- Desejo de Criador - 18/09/24
Quando se chega a certo ponto, onde já não se domina mais a própria solidão; sento-me à mesa, cruzo as pernas, apoio a cabeça no punho; olho para meu rebelde pensamento que, como uma nuvem escura, vaga pela casa, tornando obscuro tudo o que penso. Ele se torna amedrontador, ao ponto de me fazer sentir impotente. Mas quando me dou conta de que sou eu seu criador, ergo a testa e o obrigo a condensar-se em minha caneta velha na folha de papel.
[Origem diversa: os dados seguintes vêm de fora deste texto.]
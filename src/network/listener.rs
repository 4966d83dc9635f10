//! Gateway listener
//!
//! Binds one socket and runs a fixed number of accept workers over it. Every
//! accepted socket becomes its own [`Connection`] task; the listener only
//! keeps a handle per live connection for introspection and admin commands.

use std::collections::HashMap;
use std::net::SocketAddr;
use std::sync::atomic::{AtomicU64, Ordering};
use std::sync::Arc;
use std::time::{Duration, SystemTime, UNIX_EPOCH};
use thiserror::Error;
use tokio::net::{TcpListener, TcpStream};
use tokio::sync::{broadcast, RwLock};
use tokio::task::JoinHandle;

use super::connection::{Connection, ConnectionError, ConnectionHandle, ConnectionId};
use super::dispatch::DispatchRegistry;
use super::ConnectionSettings;
use crate::protocol::WriteMessage;

/// Listener errors
#[derive(Error, Debug)]
pub enum ListenerError {
    #[error("IO error: {0}")]
    Io(#[from] std::io::Error),

    #[error("Connection error: {0}")]
    Connection(#[from] ConnectionError),

    #[error("Bind failed: {0}")]
    BindFailed(String),

    #[error("At least one accept worker is required")]
    NoWorkers,

    #[error("No live connection {0}")]
    UnknownConnection(ConnectionId),
}

pub type ListenerResult<T> = Result<T, ListenerError>;

type ConnectionMap = Arc<RwLock<HashMap<ConnectionId, ConnectionHandle>>>;

/// A running gateway listener
pub struct Listener {
    local_addr: SocketAddr,
    connections: ConnectionMap,
    shutdown_tx: broadcast::Sender<()>,
    workers: Vec<JoinHandle<()>>,
}

impl Listener {
    /// Bind `bind_addr` and start `accept_workers` accept loops.
    ///
    /// The greeting in `settings` gets the bound port and the current time
    /// stamped into it before the first socket is accepted.
    pub async fn start(
        bind_addr: SocketAddr,
        registry: Arc<DispatchRegistry>,
        mut settings: ConnectionSettings,
        accept_workers: usize,
    ) -> ListenerResult<Self> {
        if accept_workers == 0 {
            return Err(ListenerError::NoWorkers);
        }

        let listener = TcpListener::bind(bind_addr).await.map_err(|e| {
            ListenerError::BindFailed(format!("Failed to bind to {}: {}", bind_addr, e))
        })?;
        let local_addr = listener.local_addr()?;

        settings.greeting.listen_port = local_addr.port();
        settings.greeting.startup_time = SystemTime::now()
            .duration_since(UNIX_EPOCH)
            .map(|elapsed| elapsed.as_secs())
            .unwrap_or_default();

        tracing::info!(
            "{:?} gateway listening on {} with {} accept workers, {} handlers",
            settings.connection_type,
            local_addr,
            accept_workers,
            registry.len()
        );

        let listener = Arc::new(listener);
        let settings = Arc::new(settings);
        let connections: ConnectionMap = Arc::new(RwLock::new(HashMap::new()));
        let next_id = Arc::new(AtomicU64::new(1));
        let (shutdown_tx, _) = broadcast::channel(1);

        let workers = (0..accept_workers)
            .map(|worker| {
                let acceptor = AcceptWorker {
                    worker,
                    listener: Arc::clone(&listener),
                    registry: Arc::clone(&registry),
                    settings: Arc::clone(&settings),
                    connections: Arc::clone(&connections),
                    next_id: Arc::clone(&next_id),
                };
                tokio::spawn(acceptor.run(shutdown_tx.subscribe()))
            })
            .collect();

        Ok(Self {
            local_addr,
            connections,
            shutdown_tx,
            workers,
        })
    }

    pub fn local_addr(&self) -> SocketAddr {
        self.local_addr
    }

    /// Port actually bound, which differs from the requested one for port 0
    pub fn port_in_use(&self) -> u16 {
        self.local_addr.port()
    }

    pub async fn active_connection_count(&self) -> usize {
        self.connections.read().await.len()
    }

    /// Handles of every live connection
    pub async fn connections(&self) -> Vec<ConnectionHandle> {
        self.connections.read().await.values().cloned().collect()
    }

    async fn handle(&self, id: ConnectionId) -> ListenerResult<ConnectionHandle> {
        self.connections
            .read()
            .await
            .get(&id)
            .cloned()
            .ok_or(ListenerError::UnknownConnection(id))
    }

    /// Queue a message for one connection. A connection whose send queue is
    /// full fails with `QueueFull` instead of making the caller wait.
    pub async fn send_to<M: WriteMessage>(&self, id: ConnectionId, message: &M) -> ListenerResult<()> {
        let handle = self.handle(id).await?;
        handle.try_send(message)?;
        Ok(())
    }

    /// Queue a message for every live connection. Returns how many accepted
    /// it; connections with a full queue are skipped.
    pub async fn broadcast<M: WriteMessage>(&self, message: &M) -> usize {
        let mut delivered = 0;
        for handle in self.connections().await {
            match handle.try_send(message) {
                Ok(()) => delivered += 1,
                Err(e) => {
                    tracing::debug!(connection = %handle.id(), "Broadcast not delivered: {}", e);
                }
            }
        }
        delivered
    }

    /// Close one connection
    pub async fn close(&self, id: ConnectionId, reason: &str) -> ListenerResult<()> {
        let handle = self.handle(id).await?;
        handle.close(reason)?;
        Ok(())
    }

    pub fn is_running(&self) -> bool {
        !self.workers.is_empty()
    }

    /// Stop accepting and close every live connection
    pub async fn stop(&mut self) {
        if self.workers.is_empty() {
            return;
        }

        let _ = self.shutdown_tx.send(());
        for worker in self.workers.drain(..) {
            let _ = worker.await;
        }

        let handles = self.connections().await;
        tracing::info!("Listener on {} stopped, closing {} connections", self.local_addr, handles.len());

        for handle in handles {
            let _ = handle.close("server shutting down");
        }
    }
}

impl Drop for Listener {
    fn drop(&mut self) {
        for worker in &self.workers {
            worker.abort();
        }
    }
}

struct AcceptWorker {
    worker: usize,
    listener: Arc<TcpListener>,
    registry: Arc<DispatchRegistry>,
    settings: Arc<ConnectionSettings>,
    connections: ConnectionMap,
    next_id: Arc<AtomicU64>,
}

impl AcceptWorker {
    async fn run(self, mut shutdown_rx: broadcast::Receiver<()>) {
        loop {
            tokio::select! {
                result = self.listener.accept() => {
                    match result {
                        Ok((stream, addr)) => self.spawn_connection(stream, addr).await,
                        Err(e) => {
                            // Usually descriptor exhaustion; back off instead of spinning
                            tracing::error!(worker = self.worker, "Accept error: {}", e);
                            tokio::time::sleep(Duration::from_millis(100)).await;
                        }
                    }
                }
                _ = shutdown_rx.recv() => {
                    tracing::debug!(worker = self.worker, "Accept worker stopping");
                    break;
                }
            }
        }
    }

    async fn spawn_connection(&self, stream: TcpStream, addr: SocketAddr) {
        if let Err(e) = stream.set_nodelay(true) {
            tracing::debug!("Failed to set TCP_NODELAY for {}: {}", addr, e);
        }

        let id = ConnectionId(self.next_id.fetch_add(1, Ordering::Relaxed));
        let (connection, handle) = Connection::new(
            stream,
            addr,
            id,
            Arc::clone(&self.registry),
            Arc::clone(&self.settings),
        );

        tracing::info!(connection = %id, worker = self.worker, "New connection from {}", addr);
        self.connections.write().await.insert(id, handle.clone());

        let connections = Arc::clone(&self.connections);
        tokio::spawn(async move {
            // Run on its own task so a panicking handler is reported here and
            // the connection is still deregistered
            if let Err(e) = tokio::spawn(connection.run()).await {
                tracing::error!(connection = %id, "Connection task failed: {}", e);
            }

            handle.mark_disconnected();
            connections.write().await.remove(&id);
        });
    }
}

#[cfg(test)]
mod tests {
    use super::*;
    use crate::crypto::NullCipher;
    use crate::protocol::message::ServerHeartbeat;
    use crate::protocol::{parse_header, Opcode, RawPacket, HEADER_SIZE};
    use tokio::io::AsyncReadExt;

    fn plain_settings() -> ConnectionSettings {
        ConnectionSettings {
            cipher: Arc::new(NullCipher),
            ..ConnectionSettings::default()
        }
    }

    async fn wait_for_count(listener: &Listener, expected: usize) {
        for _ in 0..200 {
            if listener.active_connection_count().await == expected {
                return;
            }
            tokio::time::sleep(Duration::from_millis(10)).await;
        }
        panic!("connection count never reached {}", expected);
    }

    #[tokio::test]
    async fn test_zero_workers_rejected() {
        let result = Listener::start(
            "127.0.0.1:0".parse().unwrap(),
            DispatchRegistry::empty(),
            plain_settings(),
            0,
        )
        .await;
        assert!(matches!(result, Err(ListenerError::NoWorkers)));
    }

    #[tokio::test]
    async fn test_accept_greet_and_stop() {
        let mut listener = Listener::start(
            "127.0.0.1:0".parse().unwrap(),
            DispatchRegistry::empty(),
            plain_settings(),
            2,
        )
        .await
        .unwrap();
        assert_ne!(listener.port_in_use(), 0);
        assert!(listener.is_running());

        let mut client = TcpStream::connect(listener.local_addr()).await.unwrap();
        let mut header = [0u8; HEADER_SIZE];
        client.read_exact(&mut header).await.unwrap();
        assert_eq!(parse_header(&header).unwrap().opcode, Opcode::ServerHello.as_u16());

        wait_for_count(&listener, 1).await;

        let id = listener.connections().await[0].id();
        listener.send_to(id, &ServerHeartbeat { timestamp: 5 }).await.unwrap();
        assert_eq!(listener.broadcast(&ServerHeartbeat { timestamp: 6 }).await, 1);

        listener.stop().await;
        assert!(!listener.is_running());

        // Greeting remainder plus two heartbeats, then EOF
        let mut rest = Vec::new();
        client.read_to_end(&mut rest).await.unwrap();
        assert_eq!(rest.len(), 31 + 2 * (HEADER_SIZE + 8));

        wait_for_count(&listener, 0).await;
        assert!(matches!(
            listener.close(id, "again").await,
            Err(ListenerError::UnknownConnection(_))
        ));
    }

    #[tokio::test]
    async fn test_stalled_client_does_not_block_others() {
        let mut listener = Listener::start(
            "127.0.0.1:0".parse().unwrap(),
            DispatchRegistry::empty(),
            ConnectionSettings {
                command_queue_size: 1,
                ..plain_settings()
            },
            2,
        )
        .await
        .unwrap();

        // Connects and never reads
        let _stalled = TcpStream::connect(listener.local_addr()).await.unwrap();
        wait_for_count(&listener, 1).await;
        let stalled = listener.connections().await[0].clone();

        // Fill the socket buffers, then the send queue
        let bulk = RawPacket::new(Opcode::ServerHeartbeat.as_u16(), vec![0u8; 256 * 1024]);
        let mut queue_full = false;
        for _ in 0..2000 {
            match stalled.try_send_raw(bulk.clone()) {
                Ok(()) => tokio::time::sleep(Duration::from_millis(1)).await,
                Err(ConnectionError::QueueFull) => {
                    queue_full = true;
                    break;
                }
                Err(e) => panic!("unexpected send error: {}", e),
            }
        }
        assert!(queue_full);
        assert!(matches!(
            listener.send_to(stalled.id(), &ServerHeartbeat { timestamp: 1 }).await,
            Err(ListenerError::Connection(ConnectionError::QueueFull))
        ));

        let mut healthy = TcpStream::connect(listener.local_addr()).await.unwrap();
        let mut greeting = [0u8; HEADER_SIZE + 31];
        healthy.read_exact(&mut greeting).await.unwrap();
        wait_for_count(&listener, 2).await;

        let delivered = tokio::time::timeout(
            Duration::from_secs(3),
            listener.broadcast(&ServerHeartbeat { timestamp: 6 }),
        )
        .await
        .unwrap();
        assert_eq!(delivered, 1);

        let mut heartbeat = [0u8; HEADER_SIZE + 8];
        healthy.read_exact(&mut heartbeat).await.unwrap();
        assert_eq!(parse_header(&heartbeat).unwrap().opcode, Opcode::ServerHeartbeat.as_u16());

        tokio::time::timeout(Duration::from_secs(3), listener.stop())
            .await
            .unwrap();

        let mut rest = Vec::new();
        healthy.read_to_end(&mut rest).await.unwrap();
        assert!(rest.is_empty());

        // The stalled connection abandons its write and goes away too
        wait_for_count(&listener, 0).await;
        assert!(!stalled.is_connected());
    }
}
Em certos momentos, o pensamento se esvai e turva a linha que desenho; então, como um pai que educa seu filho, educo meu pensamento que se faz tolo em não obedecer. Minha própria criação contaminou-se com a rebeldia humana; não é novidade quando o produto leva traços do fabricante. E após terminar o texto, olho para a quimera que fui como compositor e, como um bom professor, vou apagando todas as falhas que extraviei.
Mas quando ponho-me a refletir, vejo meu próprio ego escorrer pelo texto que esculpi. Fui eliminando partes das imperfeições, tornando o texto mais belo aos meus olhos. Se observo o maior dos escritores, vejo a sutileza de colocar em sua história os defeitos e amores. É nesse momento que se diverge o simples do Criador; eu crio por amar e Ele cria porque já amou. Por estar em si a perfeição, Seu pensar se faz uniforme com o próprio coração. Não existe luta para domar a ideia que foi fomentada, porque quando se cogita, ela já vem podada.
No epicentro da história, as palavras criam uma realidade; a minha cria uma e a Dele brota na verdade. A minha por si é frívola no desejo de existir, a Dele é bela quando, antes de tudo, criou o que desejo escrever aqui. Se faz bela toda essa história porque, diferente das outras em que o personagem principal fica vivo ou morto, nesta é o Autor que se entrega sem borracha para terminar o desfecho de sua história mais amada.